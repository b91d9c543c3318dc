// SPDX-License-Identifier: MPL-2.0
//! Button styles.

use crate::ui::design_tokens::{palette, radius, shadow};
use iced::widget::button;
use iced::{Background, Border, Color, Theme};

/// Main call to action (Start Test, Confirm, Copy).
pub fn primary(theme: &Theme, status: button::Status) -> button::Style {
    let accent = theme.palette().primary;
    let background = match status {
        button::Status::Hovered => lighten(accent, 0.1),
        button::Status::Disabled => Color { a: 0.4, ..accent },
        button::Status::Active | button::Status::Pressed => accent,
    };
    button::Style {
        background: Some(Background::Color(background)),
        text_color: palette::WHITE,
        border: Border {
            color: accent,
            width: 1.0,
            radius: radius::MD.into(),
        },
        shadow: if matches!(status, button::Status::Hovered) {
            shadow::SM
        } else {
            shadow::NONE
        },
        snap: true,
    }
}

/// Toggle-style button: answer faces, speed presets, navigation entries.
pub fn toggle(selected: bool) -> impl Fn(&Theme, button::Status) -> button::Style {
    move |theme: &Theme, status: button::Status| {
        if selected {
            return primary(theme, status);
        }
        let extended = theme.extended_palette();
        let base = extended.background.weak.color;
        let (background, text_color) = match status {
            button::Status::Hovered => (extended.background.strong.color, theme.palette().text),
            button::Status::Disabled => (base, extended.background.strong.text),
            button::Status::Active | button::Status::Pressed => (base, theme.palette().text),
        };
        button::Style {
            background: Some(Background::Color(background)),
            text_color,
            border: Border {
                color: extended.background.strong.color,
                width: 1.0,
                radius: radius::MD.into(),
            },
            shadow: shadow::NONE,
            snap: true,
        }
    }
}

/// Text-only button used for links and table headers.
pub fn link(theme: &Theme, status: button::Status) -> button::Style {
    let accent = theme.palette().primary;
    button::Style {
        background: None,
        text_color: match status {
            button::Status::Hovered => lighten(accent, 0.15),
            _ => accent,
        },
        border: Border::default(),
        shadow: shadow::NONE,
        snap: true,
    }
}

fn lighten(color: Color, amount: f32) -> Color {
    Color {
        r: (color.r + amount).min(1.0),
        g: (color.g + amount).min(1.0),
        b: (color.b + amount).min(1.0),
        a: color.a,
    }
}
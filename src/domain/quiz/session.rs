// SPDX-License-Identifier: MPL-2.0
//! Quiz session state machine.
//!
//! A session walks a shuffled copy of the catalog one clip at a time. The
//! visitor stages a face for the current clip and confirms it; confirming
//! records exactly one guess per clip and moves on.
//!
//! ```text
//! NotStarted --start--> InProgress --confirm (last)--> Completed
//!      ^                    |                              |
//!      +------restart-------+------------restart-----------+
//! ```

use super::shuffle::shuffle;
use crate::domain::catalog::{Catalog, DieFace, VideoItem};
use rand::Rng;
use std::collections::HashMap;

/// Lifecycle of a quiz session.
#[derive(Debug, Clone, Copy, PartialEq, Eq, Default)]
pub enum QuizState {
    #[default]
    NotStarted,
    InProgress,
    Completed,
}

/// What happened after a successful confirmation.
#[derive(Debug, Clone, Copy, PartialEq, Eq)]
pub enum ConfirmOutcome {
    /// Cursor moved to the clip at `index`.
    Advanced { index: usize },
    /// The last clip was answered.
    Completed,
}

/// A confirmed guess next to the actual outcome.
#[derive(Debug, Clone, PartialEq, Eq)]
pub struct GuessResult {
    pub item: VideoItem,
    pub guess: DieFace,
}

impl GuessResult {
    #[must_use]
    pub fn is_correct(&self) -> bool {
        self.guess == self.item.outcome
    }
}

#[derive(Debug, Clone, Default)]
pub struct QuizSession {
    state: QuizState,
    sequence: Vec<VideoItem>,
    cursor: usize,
    guesses: HashMap<u32, DieFace>,
    staged: Option<DieFace>,
}

impl QuizSession {
    #[must_use]
    pub fn new() -> Self {
        Self::default()
    }

    /// Begins a fresh session over a new shuffle of `catalog`.
    pub fn start<R: Rng + ?Sized>(&mut self, catalog: &Catalog, rng: &mut R) {
        self.sequence = shuffle(catalog.items(), rng);
        self.cursor = 0;
        self.guesses.clear();
        self.staged = None;
        self.state = QuizState::InProgress;
    }

    /// Stages `face` for the current clip, replacing any earlier choice.
    pub fn select_answer(&mut self, face: DieFace) {
        if self.state == QuizState::InProgress {
            self.staged = Some(face);
        }
    }

    /// Commits the staged answer. Returns `None` when nothing is staged.
    pub fn confirm(&mut self) -> Option<ConfirmOutcome> {
        if self.state != QuizState::InProgress {
            return None;
        }
        let face = self.staged?;
        let item = self.sequence.get(self.cursor)?;

        self.guesses.insert(item.id, face);
        self.staged = None;

        if self.cursor + 1 < self.sequence.len() {
            self.cursor += 1;
            Some(ConfirmOutcome::Advanced {
                index: self.cursor,
            })
        } else {
            self.state = QuizState::Completed;
            Some(ConfirmOutcome::Completed)
        }
    }

    /// Percentage of correct guesses, defined once the session is complete.
    #[must_use]
    pub fn accuracy(&self) -> Option<f64> {
        if self.state != QuizState::Completed || self.sequence.is_empty() {
            return None;
        }
        let matches = self
            .sequence
            .iter()
            .filter(|item| self.guesses.get(&item.id) == Some(&item.outcome))
            .count();
        Some(100.0 * matches as f64 / self.sequence.len() as f64)
    }

    /// Drops all session data and returns to `NotStarted`.
    pub fn restart(&mut self) {
        *self = Self::default();
    }

    #[must_use]
    pub fn state(&self) -> QuizState {
        self.state
    }

    /// The clip being answered, only while in progress.
    #[must_use]
    pub fn current_item(&self) -> Option<&VideoItem> {
        match self.state {
            QuizState::InProgress => self.sequence.get(self.cursor),
            _ => None,
        }
    }

    /// Zero-based cursor and total number of clips.
    #[must_use]
    pub fn progress(&self) -> (usize, usize) {
        (self.cursor, self.sequence.len())
    }

    #[must_use]
    pub fn staged(&self) -> Option<DieFace> {
        self.staged
    }

    /// Number of confirmed guesses so far.
    #[must_use]
    pub fn answered(&self) -> usize {
        self.guesses.len()
    }

    /// Per-clip results in play order, available once complete.
    #[must_use]
    pub fn results(&self) -> Option<Vec<GuessResult>> {
        if self.state != QuizState::Completed {
            return None;
        }
        self.sequence
            .iter()
            .map(|item| {
                self.guesses.get(&item.id).map(|&guess| GuessResult {
                    item: item.clone(),
                    guess,
                })
            })
            .collect()
    }
}

#[cfg(test)]
mod tests {
    use super::*;
    use rand::rngs::StdRng;
    use rand::SeedableRng;

    fn face(value: u8) -> DieFace {
        DieFace::new(value).expect("valid face")
    }

    fn two_item_catalog() -> Catalog {
        Catalog::from_raw([(1, "/a.webm", 5), (2, "/b.webm", 3)]).unwrap()
    }

    fn started(catalog: &Catalog) -> QuizSession {
        let mut session = QuizSession::new();
        session.start(catalog, &mut StdRng::seed_from_u64(11));
        session
    }

    /// Answers every clip through `pick`, which sees the current item.
    fn answer_all(session: &mut QuizSession, pick: impl Fn(&VideoItem) -> DieFace) {
        while let Some(item) = session.current_item().cloned() {
            session.select_answer(pick(&item));
            session.confirm().expect("staged answer confirms");
        }
    }

    #[test]
    fn new_session_is_not_started() {
        let session = QuizSession::new();
        assert_eq!(session.state(), QuizState::NotStarted);
        assert!(session.current_item().is_none());
        assert!(session.accuracy().is_none());
        assert_eq!(session.progress(), (0, 0));
    }

    #[test]
    fn start_resets_cursor_and_guesses() {
        let catalog = two_item_catalog();
        let session = started(&catalog);
        assert_eq!(session.state(), QuizState::InProgress);
        assert_eq!(session.progress(), (0, 2));
        assert_eq!(session.answered(), 0);
        assert!(session.staged().is_none());
    }

    #[test]
    fn select_outside_progress_is_ignored() {
        let mut session = QuizSession::new();
        session.select_answer(face(2));
        assert!(session.staged().is_none());
    }

    #[test]
    fn confirm_without_staged_is_noop() {
        let catalog = two_item_catalog();
        let mut session = started(&catalog);
        assert_eq!(session.confirm(), None);
        assert_eq!(session.progress(), (0, 2));
        assert_eq!(session.answered(), 0);
    }

    #[test]
    fn reselect_replaces_staged_without_duplicates() {
        let catalog = two_item_catalog();
        let mut session = started(&catalog);
        session.select_answer(face(1));
        session.select_answer(face(4));
        assert_eq!(session.staged(), Some(face(4)));

        assert_eq!(
            session.confirm(),
            Some(ConfirmOutcome::Advanced { index: 1 })
        );
        assert_eq!(session.answered(), 1);
        assert!(session.staged().is_none());
    }

    #[test]
    fn all_correct_scores_hundred() {
        let catalog = two_item_catalog();
        let mut session = started(&catalog);
        answer_all(&mut session, |item| item.outcome);

        assert_eq!(session.state(), QuizState::Completed);
        assert_eq!(session.accuracy(), Some(100.0));
    }

    #[test]
    fn half_correct_scores_fifty() {
        let catalog = two_item_catalog();
        let mut session = started(&catalog);
        // Guess 1 for the clip showing 5, 3 for the clip showing 3.
        answer_all(&mut session, |item| {
            if item.id == 1 {
                face(1)
            } else {
                face(3)
            }
        });
        assert_eq!(session.accuracy(), Some(50.0));
    }

    #[test]
    fn accuracy_undefined_mid_session() {
        let catalog = two_item_catalog();
        let mut session = started(&catalog);
        session.select_answer(face(5));
        session.confirm();
        assert!(session.accuracy().is_none());
        assert!(session.results().is_none());
    }

    #[test]
    fn results_follow_play_order() {
        let catalog = Catalog::from_raw((1..=5).map(|id| (id, format!("/{id}.webm"), 2))).unwrap();
        let mut session = started(&catalog);
        let mut order = Vec::new();
        while let Some(item) = session.current_item().cloned() {
            order.push(item.id);
            session.select_answer(face(2));
            session.confirm();
        }

        let results = session.results().expect("complete");
        let result_ids: Vec<u32> = results.iter().map(|r| r.item.id).collect();
        assert_eq!(result_ids, order);
        assert!(results.iter().all(GuessResult::is_correct));
    }

    #[test]
    fn confirm_after_completion_is_noop() {
        let catalog = two_item_catalog();
        let mut session = started(&catalog);
        answer_all(&mut session, |item| item.outcome);
        session.select_answer(face(1));
        assert!(session.staged().is_none());
        assert_eq!(session.confirm(), None);
    }

    #[test]
    fn restart_clears_everything() {
        let catalog = two_item_catalog();
        let mut session = started(&catalog);
        answer_all(&mut session, |item| item.outcome);

        session.restart();
        assert_eq!(session.state(), QuizState::NotStarted);
        assert_eq!(session.answered(), 0);
        assert_eq!(session.progress(), (0, 0));

        session.start(&catalog, &mut StdRng::seed_from_u64(99));
        assert_eq!(session.state(), QuizState::InProgress);
        assert_eq!(session.progress(), (0, 2));
    }

    #[test]
    fn single_item_catalog_completes_on_first_confirm() {
        let catalog = Catalog::from_raw([(1, "/a.webm", 6)]).unwrap();
        let mut session = started(&catalog);
        session.select_answer(face(6));
        assert_eq!(session.confirm(), Some(ConfirmOutcome::Completed));
        assert_eq!(session.accuracy(), Some(100.0));
    }
}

Exercise brief: Report the number of lines in the records that include the string "Hovered", and write no other words.

Expected answer: 4